BEGIN

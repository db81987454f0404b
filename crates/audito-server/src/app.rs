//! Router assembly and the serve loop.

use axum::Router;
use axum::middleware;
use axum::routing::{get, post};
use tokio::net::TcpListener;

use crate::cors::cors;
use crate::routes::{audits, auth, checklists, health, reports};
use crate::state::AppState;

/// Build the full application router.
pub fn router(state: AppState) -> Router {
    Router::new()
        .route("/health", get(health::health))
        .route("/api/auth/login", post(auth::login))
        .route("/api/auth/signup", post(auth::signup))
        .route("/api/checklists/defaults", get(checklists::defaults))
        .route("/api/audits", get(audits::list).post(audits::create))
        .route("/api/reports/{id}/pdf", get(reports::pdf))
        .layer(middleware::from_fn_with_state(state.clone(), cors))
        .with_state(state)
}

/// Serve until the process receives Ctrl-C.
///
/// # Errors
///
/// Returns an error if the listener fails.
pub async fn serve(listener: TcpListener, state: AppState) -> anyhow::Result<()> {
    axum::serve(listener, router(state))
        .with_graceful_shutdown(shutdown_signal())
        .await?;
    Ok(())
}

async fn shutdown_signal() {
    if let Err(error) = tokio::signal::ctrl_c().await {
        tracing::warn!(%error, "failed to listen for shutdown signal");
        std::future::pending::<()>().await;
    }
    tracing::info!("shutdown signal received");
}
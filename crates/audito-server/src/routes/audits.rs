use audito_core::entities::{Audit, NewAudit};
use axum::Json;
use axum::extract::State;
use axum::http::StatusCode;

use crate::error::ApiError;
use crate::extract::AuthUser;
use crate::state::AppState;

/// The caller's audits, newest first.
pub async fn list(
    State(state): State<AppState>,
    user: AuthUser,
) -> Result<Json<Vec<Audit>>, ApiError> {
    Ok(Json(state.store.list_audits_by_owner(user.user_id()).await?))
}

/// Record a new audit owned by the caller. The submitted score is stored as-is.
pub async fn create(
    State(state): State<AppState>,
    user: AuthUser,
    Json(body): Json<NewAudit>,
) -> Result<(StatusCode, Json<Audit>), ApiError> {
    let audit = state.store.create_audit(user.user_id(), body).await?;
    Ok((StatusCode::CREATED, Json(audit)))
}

END
BEGIN

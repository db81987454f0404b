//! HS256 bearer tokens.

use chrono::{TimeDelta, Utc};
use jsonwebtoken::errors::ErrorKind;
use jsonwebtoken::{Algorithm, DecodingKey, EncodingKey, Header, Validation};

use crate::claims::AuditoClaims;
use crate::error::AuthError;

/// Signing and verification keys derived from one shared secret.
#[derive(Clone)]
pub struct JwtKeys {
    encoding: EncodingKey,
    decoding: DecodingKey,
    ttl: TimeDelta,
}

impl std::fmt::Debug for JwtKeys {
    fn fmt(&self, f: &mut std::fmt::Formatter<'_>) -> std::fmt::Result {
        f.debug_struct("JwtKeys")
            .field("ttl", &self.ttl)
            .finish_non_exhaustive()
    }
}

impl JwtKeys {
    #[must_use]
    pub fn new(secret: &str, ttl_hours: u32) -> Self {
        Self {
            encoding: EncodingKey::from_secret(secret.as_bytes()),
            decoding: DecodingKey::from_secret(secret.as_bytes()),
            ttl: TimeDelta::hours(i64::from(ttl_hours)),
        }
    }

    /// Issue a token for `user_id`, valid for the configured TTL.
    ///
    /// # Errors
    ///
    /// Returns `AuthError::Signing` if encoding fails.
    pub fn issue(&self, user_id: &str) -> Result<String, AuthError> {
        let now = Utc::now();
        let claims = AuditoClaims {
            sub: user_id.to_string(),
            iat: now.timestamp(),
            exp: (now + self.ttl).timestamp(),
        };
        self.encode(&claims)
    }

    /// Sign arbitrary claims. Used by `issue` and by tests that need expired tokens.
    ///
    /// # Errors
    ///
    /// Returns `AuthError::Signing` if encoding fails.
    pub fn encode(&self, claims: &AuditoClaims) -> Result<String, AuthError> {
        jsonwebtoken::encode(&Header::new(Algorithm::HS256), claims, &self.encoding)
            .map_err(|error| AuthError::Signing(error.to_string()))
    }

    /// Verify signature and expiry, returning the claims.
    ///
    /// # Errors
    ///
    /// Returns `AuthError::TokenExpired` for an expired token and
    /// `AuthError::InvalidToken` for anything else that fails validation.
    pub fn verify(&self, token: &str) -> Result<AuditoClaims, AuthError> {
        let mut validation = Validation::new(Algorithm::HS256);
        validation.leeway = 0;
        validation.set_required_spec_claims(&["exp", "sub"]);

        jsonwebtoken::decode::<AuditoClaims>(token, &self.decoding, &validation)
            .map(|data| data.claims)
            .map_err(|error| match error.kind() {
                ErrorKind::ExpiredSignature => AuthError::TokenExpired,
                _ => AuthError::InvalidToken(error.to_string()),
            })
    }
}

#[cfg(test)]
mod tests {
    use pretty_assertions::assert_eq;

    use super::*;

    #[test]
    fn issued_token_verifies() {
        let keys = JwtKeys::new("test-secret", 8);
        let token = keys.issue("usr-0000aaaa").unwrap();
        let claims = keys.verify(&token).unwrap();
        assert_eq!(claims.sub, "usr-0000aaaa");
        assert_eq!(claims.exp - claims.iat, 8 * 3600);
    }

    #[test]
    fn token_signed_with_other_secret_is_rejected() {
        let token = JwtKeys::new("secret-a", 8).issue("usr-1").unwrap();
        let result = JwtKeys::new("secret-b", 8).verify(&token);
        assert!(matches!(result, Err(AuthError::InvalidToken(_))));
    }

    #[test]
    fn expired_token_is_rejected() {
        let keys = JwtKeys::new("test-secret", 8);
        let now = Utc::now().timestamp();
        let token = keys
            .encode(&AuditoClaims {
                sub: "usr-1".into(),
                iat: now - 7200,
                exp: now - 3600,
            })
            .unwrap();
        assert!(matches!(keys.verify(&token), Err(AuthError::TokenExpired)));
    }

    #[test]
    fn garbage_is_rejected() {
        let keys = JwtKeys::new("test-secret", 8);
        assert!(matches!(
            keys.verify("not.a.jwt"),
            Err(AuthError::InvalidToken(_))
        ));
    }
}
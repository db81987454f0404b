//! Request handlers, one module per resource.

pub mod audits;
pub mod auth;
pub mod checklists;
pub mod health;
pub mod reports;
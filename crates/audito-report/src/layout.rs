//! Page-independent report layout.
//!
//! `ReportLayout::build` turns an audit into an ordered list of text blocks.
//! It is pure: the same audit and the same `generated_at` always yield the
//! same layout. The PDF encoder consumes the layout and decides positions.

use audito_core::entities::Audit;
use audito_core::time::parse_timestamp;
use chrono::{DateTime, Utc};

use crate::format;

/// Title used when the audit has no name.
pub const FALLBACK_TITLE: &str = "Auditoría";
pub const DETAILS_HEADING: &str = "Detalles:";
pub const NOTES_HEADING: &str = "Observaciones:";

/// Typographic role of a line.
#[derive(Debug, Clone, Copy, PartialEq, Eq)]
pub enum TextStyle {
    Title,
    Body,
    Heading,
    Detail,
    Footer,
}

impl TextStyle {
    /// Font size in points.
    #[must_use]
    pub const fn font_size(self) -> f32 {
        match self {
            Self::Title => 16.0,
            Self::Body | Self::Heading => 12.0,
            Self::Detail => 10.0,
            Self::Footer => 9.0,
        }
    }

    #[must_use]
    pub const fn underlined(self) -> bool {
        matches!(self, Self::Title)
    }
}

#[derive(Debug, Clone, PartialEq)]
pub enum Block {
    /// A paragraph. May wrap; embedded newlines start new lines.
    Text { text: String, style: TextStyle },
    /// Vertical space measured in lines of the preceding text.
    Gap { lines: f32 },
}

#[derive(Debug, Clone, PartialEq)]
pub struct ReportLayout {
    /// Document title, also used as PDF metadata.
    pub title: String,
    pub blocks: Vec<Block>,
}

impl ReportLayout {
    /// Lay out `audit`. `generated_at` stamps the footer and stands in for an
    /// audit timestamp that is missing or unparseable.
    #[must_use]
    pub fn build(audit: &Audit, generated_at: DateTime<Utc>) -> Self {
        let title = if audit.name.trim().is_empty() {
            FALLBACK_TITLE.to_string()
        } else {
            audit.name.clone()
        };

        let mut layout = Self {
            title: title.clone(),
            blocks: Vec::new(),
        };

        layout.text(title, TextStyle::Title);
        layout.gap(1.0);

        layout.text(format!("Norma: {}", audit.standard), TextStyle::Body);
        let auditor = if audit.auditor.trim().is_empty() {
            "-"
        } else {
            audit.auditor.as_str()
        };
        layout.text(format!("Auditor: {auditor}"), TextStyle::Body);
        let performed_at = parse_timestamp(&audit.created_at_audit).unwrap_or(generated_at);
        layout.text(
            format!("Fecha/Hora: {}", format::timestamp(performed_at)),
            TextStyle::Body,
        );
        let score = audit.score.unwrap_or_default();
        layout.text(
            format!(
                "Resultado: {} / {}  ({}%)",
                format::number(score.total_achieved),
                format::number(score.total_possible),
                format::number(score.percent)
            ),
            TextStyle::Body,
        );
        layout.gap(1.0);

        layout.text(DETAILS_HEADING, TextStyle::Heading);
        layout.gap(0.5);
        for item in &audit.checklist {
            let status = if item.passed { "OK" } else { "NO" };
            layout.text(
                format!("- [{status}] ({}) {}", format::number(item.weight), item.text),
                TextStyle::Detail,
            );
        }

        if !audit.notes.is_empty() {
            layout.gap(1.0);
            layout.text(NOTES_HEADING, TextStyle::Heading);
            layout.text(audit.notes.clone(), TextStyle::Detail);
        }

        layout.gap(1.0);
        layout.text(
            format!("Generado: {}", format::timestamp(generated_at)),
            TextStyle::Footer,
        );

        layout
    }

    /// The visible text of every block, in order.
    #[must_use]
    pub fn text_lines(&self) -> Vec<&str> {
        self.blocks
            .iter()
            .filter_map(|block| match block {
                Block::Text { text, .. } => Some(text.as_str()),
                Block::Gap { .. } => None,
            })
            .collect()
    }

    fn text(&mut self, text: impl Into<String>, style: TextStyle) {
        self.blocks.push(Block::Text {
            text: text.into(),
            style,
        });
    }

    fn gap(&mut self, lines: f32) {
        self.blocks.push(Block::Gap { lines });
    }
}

END

= TASK DESCRIPTION =
If a line above holds the word "score", copy it.

= WRITTEN SOLUTION =
/// Record a new audit owned by the caller. The submitted score is stored as-is.
        let score = audit.score.unwrap_or_default();
                format::number(score.total_achieved),
                format::number(score.total_possible),
                format::number(score.percent)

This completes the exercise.